Festival in Odisha, India

Samba Dashami is a festival unique to the state of Odisha, India. It is celebrated on the 10th day of the Shukla Paksha of Pausha Māsa or waxing phase of moon in the month of Pausha (December – January) as per traditional Odia calendar. This festival is especially celebrated in the eastern part of Odisha.

== Tradition ==
According to legend, Samba, son of Krishna, was afflicted by leprosy and was cured by the Sun God Surya after 12 years of penance near Konark. On this day, mothers pray to Surya for the health of their children.

== Rituals ==
On the day of Samba Dashami, the women in the family wake before sunrise. After bathing they prepare dishes such as khichdi, Odia puri, and ghadghadia tarkari (a curry), and offer them to Surya at sunrise.
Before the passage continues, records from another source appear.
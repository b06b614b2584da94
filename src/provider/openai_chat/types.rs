use serde::Deserialize;
use serde_json::Value;

#[derive(Debug, Deserialize, Clone)]
pub(crate) struct OpenAiChatResponse {
    #[serde(default)]
    pub(crate) choices: Vec<OpenAiResponseChoice>,
    #[serde(default)]
    pub(crate) usage: Option<OpenAiUsage>,
}

#[derive(Debug, Deserialize, Clone)]
pub(crate) struct OpenAiResponseChoice {
    #[serde(default)]
    pub(crate) index: usize,
    #[serde(default)]
    pub(crate) message: Option<OpenAiResponseMessage>,
    #[serde(default)]
    pub(crate) finish_reason: Option<String>,
}

#[derive(Debug, Deserialize, Clone)]
pub(crate) struct OpenAiResponseMessage {
    #[serde(default)]
    pub(crate) content: Option<OpenAiMessageContent>,
    #[serde(default)]
    pub(crate) tool_calls: Option<Vec<OpenAiToolCallResponse>>,
}

/// Content is usually a string; some compatible servers send a part array instead.
#[derive(Debug, Deserialize, Clone)]
#[serde(untagged)]
pub(crate) enum OpenAiMessageContent {
    Text(String),
    Parts(Vec<OpenAiMessagePart>),
}

impl OpenAiMessageContent {
    /// Concatenates every text part in order.
    pub(crate) fn text(&self) -> String {
        match self {
            OpenAiMessageContent::Text(text) => text.clone(),
            OpenAiMessageContent::Parts(parts) => parts
                .iter()
                .filter(|part| matches!(part.kind.as_str(), "text" | "output_text"))
                .filter_map(|part| part.text.as_deref())
                .collect(),
        }
    }
}

#[derive(Debug, Deserialize, Clone)]
pub(crate) struct OpenAiMessagePart {
    #[serde(rename = "type")]
    pub(crate) kind: String,
    #[serde(default)]
    pub(crate) text: Option<String>,
}

#[derive(Debug, Deserialize, Clone)]
pub(crate) struct OpenAiToolCallResponse {
    #[serde(default)]
    pub(crate) id: Option<String>,
    #[serde(default)]
    pub(crate) function: Option<OpenAiToolFunction>,
}

#[derive(Debug, Deserialize, Clone)]
pub(crate) struct OpenAiToolFunction {
    #[serde(default)]
    pub(crate) name: Option<String>,
    #[serde(default)]
    pub(crate) arguments: Option<String>,
}

#[derive(Debug, Deserialize, Clone)]
pub(crate) struct OpenAiUsage {
    #[serde(default)]
    pub(crate) prompt_tokens: Option<u64>,
    #[serde(default)]
    pub(crate) completion_tokens: Option<u64>,
    #[serde(default)]
    pub(crate) total_tokens: Option<u64>,
}

/// `error` object of the vendor's error envelope, also sent in-band on streams.
#[derive(Debug, Deserialize, Clone)]
pub(crate) struct OpenAiErrorDetail {
    #[serde(default)]
    pub(crate) message: Option<String>,
    #[serde(default, rename = "type")]
    pub(crate) kind: Option<String>,
    /// String on OpenAI, sometimes an integer on compatible servers.
    #[serde(default)]
    pub(crate) code: Option<Value>,
}

#[derive(Debug, Deserialize, Clone)]
pub(crate) struct OpenAiStreamChunk {
    #[serde(default)]
    pub(crate) choices: Vec<OpenAiStreamChoice>,
    #[serde(default)]
    pub(crate) usage: Option<OpenAiUsage>,
    #[serde(default)]
    pub(crate) error: Option<OpenAiErrorDetail>,
}

#[derive(Debug, Deserialize, Clone)]
pub(crate) struct OpenAiStreamChoice {
    #[serde(default)]
    pub(crate) index: usize,
    #[serde(default)]
    pub(crate) delta: Option<OpenAiStreamDelta>,
    #[serde(default)]
    pub(crate) finish_reason: Option<String>,
}

#[derive(Debug, Deserialize, Clone)]
pub(crate) struct OpenAiStreamDelta {
    #[serde(default)]
    pub(crate) content: Option<OpenAiMessageContent>,
    #[serde(default)]
    pub(crate) tool_calls: Option<Vec<OpenAiToolCallDelta>>,
}

#[derive(Debug, Deserialize, Clone)]
pub(crate) struct OpenAiToolCallDelta {
    #[serde(default)]
    pub(crate) index: Option<usize>,
    #[serde(default)]
    pub(crate) id: Option<String>,
    #[serde(default)]
    pub(crate) function: Option<OpenAiToolFunction>,
}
One of the specific characters of this ritual is variety of individual food item is offered to Sun God in the name of each member of the family, especially children. Once the food items have been offered to the Surya, the women prepare a set of cake-like dishes called pitha (cake), which includes manda pitha, kakara pitha, poda pitha, arisha pitha, biri laddoo, makar chaula, chhenaguda, dhanu muaan, khiri, rasagulla, jhilli, chhenagaja, and sweet curd.

At noon, a bowl of turmeric water with betel in it is taken to chaunra mula (a small temple-like structure with a tulsi plant overhead). All the cooked food is served on plates. The women in the family view Surya through the bowl of turmeric water and offer all the dishes to Surya. They read the legend of Samba Dasami Brata Katha and pray for the well-being of all family members.

In the evening, another puja is observed as a part of the Samba Dashami ritual. This is the Mahakala puja, in which special budha chakuli is offered to Yama.